With its
nineteenth-century WASP setting, THE AGE OF INNOCENCE posed a new culinary
challenge: how to recreate the elaborate dinners of Edith Wharton’s high
society and give these unfamiliar rituals dramatic meaning? Scorsese’s
solution was to go for the same total detail and authenticity as in
his gangster movies. Every course and setting in every meal is meticulously
researched, and its significance registered in the social dance that steers
Newland Archer away from the exotic Countess Olenska and ensures that he
stays with demure, yet steely May Welland. Dining is no more innocent in
this social jungle, where, to Scorsese’s delight, the most violent thing
that happens is a breach of etiquette.
With infinite care
and attention, May Welland defends her relationship with Newland Archer. May
knows or suspects everything that is happening between Newland and the
Countess, but she chooses to acknowledge only certain information, and works
with the greatest cleverness to preserve her marriage while never quite
seeming to notice anything wrong.
Each performance is
modulated to preserve the delicate balance of the romantic war.
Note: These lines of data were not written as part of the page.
//! Framed payload codec.
//!
//! Serialized payloads carry a single leading tag byte identifying the
//! codec: `0x00` for JSON, `0x01` for the binary-structured form. Payloads
//! beginning with ASCII `{` or `[` and no tag are accepted as legacy
//! untagged JSON. Unknown tags are refused in both directions.

use crate::error::{BananasError, BananasResult};
use serde::de::DeserializeOwned;
use serde::Serialize;

/// Tag byte for JSON-encoded payload bodies.
pub const TAG_JSON: u8 = 0x00;

/// Tag byte for binary-structured payload bodies.
pub const TAG_BINARY: u8 = 0x01;

/// A decoded payload: the codec tag and a borrowed view of the body bytes.
///
/// Decoding never copies or re-encodes the body, so encode-then-decode is
/// the identity on the body for both tagged forms.
#[derive(Debug, Clone, Copy, PartialEq, Eq)]
pub enum Payload<'a> {
    /// JSON body (tagged `0x00` or legacy untagged).
    Json(&'a [u8]),
    /// Opaque binary-structured body (tagged `0x01`).
    Binary(&'a [u8]),
}

impl<'a> Payload<'a> {
    /// The raw body bytes, whichever form they are in.
    pub fn body(&self) -> &'a [u8] {
        match self {
            Payload::Json(b) | Payload::Binary(b) => b,
        }
    }
}

/// Encode a value as a tagged JSON payload.
pub fn encode_json<T: Serialize>(value: &T) -> BananasResult<Vec<u8>> {
    let body = serde_json::to_vec(value)?;
    let mut framed = Vec::with_capacity(body.len() + 1);
    framed.push(TAG_JSON);
    framed.extend_from_slice(&body);
    Ok(framed)
}

/// Frame already-serialized bytes as a binary-structured payload.
///
/// The body is treated as opaque; it round-trips byte-identically.
pub fn encode_binary(body: &[u8]) -> Vec<u8> {
    let mut framed = Vec::with_capacity(body.len() + 1);
    framed.push(TAG_BINARY);
    framed.extend_from_slice(body);
    framed
}

/// Decode a framed payload, refusing unknown tags.
pub fn decode(bytes: &[u8]) -> BananasResult<Payload<'_>> {
    let (&tag, body) = bytes
        .split_first()
        .ok_or_else(|| BananasError::MalformedPayload("empty payload".to_string()))?;

    match tag {
        TAG_JSON => Ok(Payload::Json(body)),
        TAG_BINARY => Ok(Payload::Binary(body)),
        // Legacy untagged JSON objects and arrays.
        b'{' | b'[' => Ok(Payload::Json(bytes)),
        other => Err(BananasError::UnsupportedPayloadTag(other)),
    }
}

/// Decode a payload expected to be JSON and deserialize its body.
pub fn decode_json<T: DeserializeOwned>(bytes: &[u8]) -> BananasResult<T> {
    match decode(bytes)? {
        Payload::Json(body) => Ok(serde_json::from_slice(body)?),
        Payload::Binary(_) => Err(BananasError::MalformedPayload(
            "expected a JSON payload, found a binary-structured one".to_string(),
        )),
    }
}

#[cfg(test)]
mod tests {
    use super::*;
    use serde_json::json;

    #[test]
    fn json_round_trip() {
        let framed = encode_json(&json!({"x": 1})).unwrap();
        assert_eq!(framed[0], TAG_JSON);

        let value: serde_json::Value = decode_json(&framed).unwrap();
        assert_eq!(value, json!({"x": 1}));
    }

    #[test]
    fn binary_round_trip_is_identity() {
        let body = vec![0x01, 0xff, 0x00, 0x42];
        let framed = encode_binary(&body);

        match decode(&framed).unwrap() {
            Payload::Binary(decoded) => assert_eq!(decoded, body.as_slice()),
            other => panic!("expected binary payload, got {:?}", other),
        }
    }

    #[test]
    fn legacy_untagged_json_accepted() {
        let raw = br#"{"x":1}"#;
        match decode(raw).unwrap() {
            Payload::Json(body) => assert_eq!(body, raw),
            other => panic!("expected json payload, got {:?}", other),
        }

        let value: serde_json::Value = decode_json(br#"[1,2,3]"#).unwrap();
        assert_eq!(value, json!([1, 2, 3]));
    }

    #[test]
    fn unknown_tag_refused() {
        let err = decode(&[0x7f, 0x01]).unwrap_err();
        assert!(matches!(err, BananasError::UnsupportedPayloadTag(0x7f)));
    }

    #[test]
    fn empty_payload_refused() {
        assert!(matches!(
            decode(&[]),
            Err(BananasError::MalformedPayload(_))
        ));
    }
}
Daniel
Day-Lewis stands at the centre, deluded for a time that he has free
will. Michelle Pfeiffer,
as the countess, is a woman who sees through society without quite rejecting
it, and takes an almost sensuous pleasure in seducing Archer with the power
of her mind. At first it seems that little May is an unwitting bystander and
victim, but Winona Ryder gradually reveals the depth of her character’s
intelligence, and in the last scene, all is revealed and much is finally
understood.
There have been
love scenes in which naked bodies thrash in sweaty passion, but rarely
more passionate than in this movie, where everyone is wrapped in layers of
Victorian repression. The big erotic moments take place in public among
fully clothed people speaking in perfectly modulated phrases, and they are
so filled with libido and terror that the characters scarcely survive them.
Turtle Soup is served at ALL the fine dinner
parties, usually the second of 12 to 14 courses. Early in the movie, a crate
of small turtles (NOT sea turtles) is shown making its way to a kitchen).